In this detailed history of the Kurds from the 19th century to the present day, McDowall examines the interplay of old and new aspects of the struggle, the importance of local rivalries within Kurdish society, the enduring authority of certain forms of leadership and the failure of modern states to respond to the challenge of Kurdish nationalism. Drawing extensively on primary sources McDowall's book is useful for all who want a better understanding of the underlying dynamics of the Kurdish question.
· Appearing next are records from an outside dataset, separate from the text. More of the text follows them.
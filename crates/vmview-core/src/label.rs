//! Child naming: display labels for map entries and index parsing.

use crate::inspect::TargetValue;

/// Label for a paired entry, derived from its key alone
///
/// Uses the key's summary, then its textual value, then the entry's position,
/// and wraps the result in brackets so the entry renders as `[key] = value`.
pub fn display_label<V: TargetValue>(key: Option<&V>, index: u64) -> String
{
    let text = key.and_then(|key| {
        key.summary()
            .filter(|s| !s.is_empty())
            .or_else(|| key.value_text().filter(|s| !s.is_empty()))
    });
    match text {
        Some(text) => format!("[{text}]"),
        None => format!("[{index}]"),
    }
}

/// Parse a synthesized child name back into its index
///
/// Accepts `[3]` as well as a bare `3`; anything else is `None`.
///
/// ```rust
/// use vmview_core::label::parse_child_index;
///
/// assert_eq!(parse_child_index("[12]"), Some(12));
/// assert_eq!(parse_child_index("size_"), None);
/// ```
pub fn parse_child_index(name: &str) -> Option<usize>
{
    name.trim_start_matches('[').trim_end_matches(']').trim().parse().ok()
}
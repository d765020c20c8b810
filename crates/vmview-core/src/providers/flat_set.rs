//! Sorted sets (`flat_set_impl`, `flat_set`, `flat_multiset`).

use tracing::debug;

use super::{size_summary, SyntheticChildren};
use crate::inspect::TargetValue;
use crate::layout::{self, ContiguousRun};
use crate::locate::MemberLocator;

/// Children of a flat set: the elements of its `storage_` run
///
/// `storage_` is declared on an implementation base, so it is found through
/// the locator rather than a direct member lookup.
#[derive(Debug, Clone)]
pub struct FlatSetProvider<V: TargetValue>
{
    value: V,
    locator: MemberLocator,
    run: ContiguousRun<V>,
}

impl<V: TargetValue> FlatSetProvider<V>
{
    pub fn new(value: V, locator: MemberLocator) -> Self
    {
        Self {
            value,
            locator,
            run: ContiguousRun::empty(),
        }
    }
}

impl<V: TargetValue> SyntheticChildren<V> for FlatSetProvider<V>
{
    fn update(&mut self)
    {
        let storage = self.locator.locate(&self.value, "storage_");
        self.run = layout::resolve_opt(storage.as_ref());
        debug!(found_storage = storage.is_some(), count = self.run.count(), "flat set updated");
    }

    fn child_count(&self) -> usize
    {
        self.run.len()
    }

    fn child_at(&self, index: usize) -> Option<V>
    {
        self.run.element(index as u64)
    }

    fn summary(&self) -> String
    {
        size_summary(self.run.count())
    }
}
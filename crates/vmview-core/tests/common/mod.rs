//! Shared snapshot fixtures for integration tests

#![allow(dead_code)]

use vmview_core::snapshot::{Field, SnapshotBuilder, TypeId};

/// Scalar types every fixture starts from
pub struct Scalars
{
    pub int: TypeId,
    pub size_t: TypeId,
    pub int_ptr: TypeId,
}

pub fn scalars(b: &mut SnapshotBuilder) -> Scalars
{
    let int = b.signed("int", 4);
    let size_t = b.unsigned("unsigned long", 8);
    let int_ptr = b.pointer(int);
    Scalars { int, size_t, int_ptr }
}

/// `psi::vm::tr_vector<int, unsigned long>`: `p_array_` @0, `size_` @8
pub fn tr_vector(b: &mut SnapshotBuilder, s: &Scalars) -> TypeId
{
    b.record(
        "psi::vm::tr_vector<int, unsigned long>",
        vec![Field::named("p_array_", s.int_ptr, 0), Field::named("size_", s.size_t, 8)],
    )
}

/// `psi::vm::fc_vector<int, N>`: inline `array_` @0, `size_` after it
pub fn fc_vector(b: &mut SnapshotBuilder, s: &Scalars, capacity: u64) -> TypeId
{
    let storage = b.array(s.int, capacity);
    b.record(
        &format!("psi::vm::fc_vector<int, {capacity}>"),
        vec![Field::named("array_", storage, 0), Field::named("size_", s.size_t, 4 * capacity)],
    )
}

/// libc++ `std::vector<int>`: `__begin_` @0, `__end_` @8, `__end_cap_` @16
pub fn libcxx_vector(b: &mut SnapshotBuilder, s: &Scalars) -> TypeId
{
    b.record(
        "std::__1::vector<int, std::__1::allocator<int> >",
        vec![
            Field::named("__begin_", s.int_ptr, 0),
            Field::named("__end_", s.int_ptr, 8),
            Field::named("__end_cap_", s.int_ptr, 16),
        ],
    )
}

/// MSVC `std::vector<int>`: `_Mypair._Myval2._Myfirst` / `_Mylast`
pub fn msvc_vector(b: &mut SnapshotBuilder, s: &Scalars) -> TypeId
{
    let val = b.record(
        "std::_Vector_val<std::_Simple_types<int> >",
        vec![
            Field::named("_Myfirst", s.int_ptr, 0),
            Field::named("_Mylast", s.int_ptr, 8),
            Field::named("_Myend", s.int_ptr, 16),
        ],
    );
    let pair = b.record(
        "std::_Compressed_pair<std::allocator<int>,std::_Vector_val<std::_Simple_types<int> >,1>",
        vec![Field::named("_Myval2", val, 0)],
    );
    b.record("std::vector<int,std::allocator<int> >", vec![Field::named("_Mypair", pair, 0)])
}

/// libstdc++ `std::vector<int>`: `_M_impl._M_start` / `_M_finish`
pub fn libstdcxx_vector(b: &mut SnapshotBuilder, s: &Scalars) -> TypeId
{
    let implementation = b.record(
        "std::_Vector_base<int, std::allocator<int> >::_Vector_impl",
        vec![
            Field::named("_M_start", s.int_ptr, 0),
            Field::named("_M_finish", s.int_ptr, 8),
            Field::named("_M_end_of_storage", s.int_ptr, 16),
        ],
    );
    b.record(
        "std::vector<int, std::allocator<int> >",
        vec![Field::named("_M_impl", implementation, 0)],
    )
}

/// Write consecutive 32-bit integers starting at `address`
pub fn write_ints(b: &mut SnapshotBuilder, address: u64, values: &[i32])
{
    for (offset, value) in (0u64..).step_by(4).zip(values) {
        b.write_i32(address + offset, *value);
    }
}

/// A `tr_vector<int>` at `address` whose data lives at `data`
pub fn place_tr_vector(b: &mut SnapshotBuilder, address: u64, data: u64, values: &[i32])
{
    b.write_u64(address, data).write_u64(address + 8, values.len() as u64);
    write_ints(b, data, values);
}
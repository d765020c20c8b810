//! Growable and fixed-capacity vectors.

use tracing::debug;

use super::{size_summary, SyntheticChildren};
use crate::inspect::TargetValue;
use crate::layout::{self, ContiguousRun};

/// Children of `tr_vector` and `fc_vector`
///
/// Both keep their count in `size_`; the resolver tells the pointer-backed
/// and the inline-storage encodings apart by type name, so one adapter serves
/// both families.
#[derive(Debug, Clone)]
pub struct VectorProvider<V: TargetValue>
{
    value: V,
    run: ContiguousRun<V>,
}

impl<V: TargetValue> VectorProvider<V>
{
    pub fn new(value: V) -> Self
    {
        Self {
            value,
            run: ContiguousRun::empty(),
        }
    }

    /// Run resolved by the last `update`
    pub fn run(&self) -> &ContiguousRun<V>
    {
        &self.run
    }
}

impl<V: TargetValue> SyntheticChildren<V> for VectorProvider<V>
{
    fn update(&mut self)
    {
        self.run = layout::resolve(&self.value);
        debug!(
            type_name = ?self.value.type_name(),
            encoding = ?self.run.encoding(),
            count = self.run.count(),
            "vector updated"
        );
    }

    fn child_count(&self) -> usize
    {
        self.run.len()
    }

    fn child_at(&self, index: usize) -> Option<V>
    {
        self.run.element(index as u64)
    }

    fn summary(&self) -> String
    {
        size_summary(self.run.count())
    }
}
//! # vmview Utilities
//!
//! Shared utilities for the vmview workspace, currently the `tracing`
//! logging setup used by the CLI.

pub mod logging;

pub use logging::{init_logging, init_logging_with_level, LogFormat, LogLevel, LoggingError};
pub use tracing::{debug, error, info, trace, warn};
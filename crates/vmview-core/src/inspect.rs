//! # Inspection Capabilities
//!
//! The contract the engine needs from a debugger host.
//!
//! The engine never talks to a process directly. Everything it knows about a
//! container comes through these two traits, which mirror the small subset of
//! a debugger's value API that a passive formatter can use:
//!
//! - **Field lookup** by name and by position
//! - **Raw unsigned extraction** with a default for unreadable values
//! - **Type queries**: pointee type, array element type, byte size
//! - **Offset materialization**: reinterpret `*pointer + offset` as a type
//! - **Best-effort formatting**: a summary string or a plain textual value
//!
//! ## Read-only by construction
//!
//! None of these methods writes target memory, calls functions in the target
//! or resumes it. A host implementation backed by a live debugger, a core file
//! or an in-memory [`Snapshot`](crate::snapshot::Snapshot) all look the same
//! to the engine.
//!
//! ## Validity
//!
//! Lookups that can miss return `Option`. A host may still hand back a handle
//! whose memory cannot be read; [`TargetValue::is_valid`] reports that, and
//! [`TargetValue::into_valid`] folds it into the `Option`.

use std::fmt;

/// Static type information for a value in the target
pub trait TargetType: Clone + fmt::Debug
{
    /// Fully qualified type name, e.g. `psi::vm::tr_vector<int, unsigned int>`
    fn name(&self) -> String;

    /// Size of one value of this type in bytes
    ///
    /// May be 0 for incomplete or empty types. Callers dividing by this value
    /// must handle that case.
    fn byte_size(&self) -> u64;

    /// The type this pointer type points to, or `None` if it is not a pointer
    fn pointee(&self) -> Option<Self>;

    /// The element type of a fixed-size array type, or `None` otherwise
    fn array_element(&self) -> Option<Self>;
}

/// An opaque handle to a value in the inspected process
///
/// Handles are cheap to clone and are only expected to stay meaningful for
/// one refresh cycle: a handle obtained from a parent is valid only as long as
/// the parent is.
pub trait TargetValue: Clone + fmt::Debug + Sized
{
    /// Type descriptor produced by this host
    type Type: TargetType;

    /// Whether the handle refers to readable memory of a known type
    fn is_valid(&self) -> bool;

    /// Name of this value as shown to the user (member name, `[3]`, ...)
    ///
    /// Unnamed sub-objects (anonymous unions, unnamed bases) return `None`.
    fn name(&self) -> Option<String>;

    /// Static type of the value, if known
    fn value_type(&self) -> Option<Self::Type>;

    /// Direct member lookup by name
    ///
    /// Only the value's own members are searched. Members inherited through
    /// base sub-objects are found with
    /// [`MemberLocator`](crate::locate::MemberLocator).
    fn member(&self, name: &str) -> Option<Self>;

    /// Number of immediate children (members, bases or array elements)
    fn child_count(&self) -> usize;

    /// Immediate child by position
    fn child_at(&self, index: usize) -> Option<Self>;

    /// Position of the immediate child called `name`
    fn child_index(&self, name: &str) -> Option<usize>;

    /// The value's bits read as an unsigned integer, or `default` when the
    /// value is not scalar or cannot be read
    fn unsigned_or(&self, default: u64) -> u64;

    /// A pointer value holding this value's address
    fn address_of(&self) -> Option<Self>;

    /// The value this pointer points to; `None` for null or non-pointers
    fn dereference(&self) -> Option<Self>;

    /// Reinterpret the memory at `*self + offset` as `ty` and name it `name`
    ///
    /// `self` must be pointer-valued. This is the primitive behind every
    /// synthesized child: element `i` of a run is
    /// `base.element_at_offset("[i]", i * size_of(T), T)`.
    fn element_at_offset(&self, name: &str, offset: u64, ty: &Self::Type) -> Option<Self>;

    /// Host-provided one-line summary, if the host has one for this type
    fn summary(&self) -> Option<String>;

    /// Plain textual value for scalars and pointers
    fn value_text(&self) -> Option<String>;

    /// The same value presented under a different display name
    fn with_name(&self, name: &str) -> Self;

    /// Qualified name of the value's static type
    fn type_name(&self) -> Option<String>
    {
        self.value_type().map(|ty| ty.name())
    }

    /// `Some(self)` if the handle is readable
    fn into_valid(self) -> Option<Self>
    {
        self.is_valid().then_some(self)
    }
}
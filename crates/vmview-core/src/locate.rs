//! # Base-Member Locator
//!
//! Finds a logical field wherever it physically lives.
//!
//! The public container types of the library are thin shells: `flat_map`
//! derives from `flat_map_impl`, which derives from `flat_impl`, which owns
//! `storage_`. A debugger shows that as a tree of base sub-objects, and a
//! plain member lookup on the outer value misses the field. The locator walks
//! that tree so that family adapters can ask for `storage_` without knowing
//! how deep it sits.
//!
//! ## Search order
//!
//! 1. Direct member lookup on the value.
//! 2. Scan immediate children in order:
//!    - a child named exactly like the field is returned;
//!    - a child that is unnamed, or whose name or type name starts with the
//!      library namespace, is searched recursively.
//! 3. Nothing found: `None`.
//!
//! The descent is bounded by [`ViewConfig::max_search_depth`], so a malformed
//! or cyclic type graph costs at most that many levels.

use tracing::trace;

use crate::config::ViewConfig;
use crate::inspect::TargetValue;

/// Resolves named fields through unnamed and library-internal sub-objects
#[derive(Debug, Clone, PartialEq, Eq)]
pub struct MemberLocator
{
    namespace: String,
    max_depth: usize,
}

impl MemberLocator
{
    /// Create a locator for types in `namespace` (e.g. `psi::vm::`)
    pub fn new(namespace: impl Into<String>, max_depth: usize) -> Self
    {
        Self {
            namespace: namespace.into(),
            max_depth,
        }
    }

    /// Build a locator from the load-time configuration
    pub fn from_config(config: &ViewConfig) -> Self
    {
        Self::new(config.namespace.clone(), config.max_search_depth)
    }

    /// Namespace prefix this locator descends into
    pub fn namespace(&self) -> &str
    {
        &self.namespace
    }

    /// Find `field` on `value` or on any of its library-internal sub-objects
    ///
    /// Returns `None` when the field does not exist at any searched depth or
    /// when the match is not readable.
    pub fn locate<V: TargetValue>(&self, value: &V, field: &str) -> Option<V>
    {
        let found = self.search(value, field, 0);
        if found.is_none() {
            trace!(field, type_name = ?value.type_name(), "member not found");
        }
        found
    }

    fn search<V: TargetValue>(&self, value: &V, field: &str, depth: usize) -> Option<V>
    {
        if let Some(direct) = value.member(field).and_then(TargetValue::into_valid) {
            return Some(direct);
        }
        if depth >= self.max_depth {
            return None;
        }

        for index in 0..value.child_count() {
            let Some(child) = value.child_at(index) else {
                continue;
            };
            let name = child.name();
            if name.as_deref() == Some(field) {
                if let Some(found) = child.into_valid() {
                    return Some(found);
                }
                continue;
            }
            if self.is_transparent(&child, name.as_deref()) {
                trace!(field, depth, sub_object = ?name, "descending into sub-object");
                if let Some(found) = self.search(&child, field, depth + 1) {
                    return Some(found);
                }
            }
        }
        None
    }

    /// Unnamed children and library-internal sub-objects are searched through
    fn is_transparent<V: TargetValue>(&self, child: &V, name: Option<&str>) -> bool
    {
        match name {
            None => true,
            Some(name) if name.starts_with(&self.namespace) => true,
            Some(_) => child
                .type_name()
                .is_some_and(|type_name| type_name.starts_with(&self.namespace)),
        }
    }
}

impl Default for MemberLocator
{
    fn default() -> Self
    {
        Self::from_config(&ViewConfig::default())
    }
}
The book is fair and illuminating in giving us a Kurdish side of Turkish, Iraqi and Iranian history. It's an important story, full of significant sub-plots. For just one example, McDowall explains that after Saddam nationalized Iraq's oil in 1972, Kurdish rebels like Mulla Mustafa feared that "Kurdish oil would be turned into Arab oil". They still wanted 2/3rds of all oil revenue reserved for the Kurdish community, and now they sought support from the United States. As the Pike Papers revealed in 1976, Henry Kissinger argued that "a new regime might let us back into the oilfields". In 1973 Mulla Mustafa threw secrecy to the winds by announcing in the Washington Post,
"We are ready to act according to US policy if the US will protect us from the wolves. In the event of sufficient support, we should be able to control the Kirkuk oilfields and confer exploitation rights on an American company."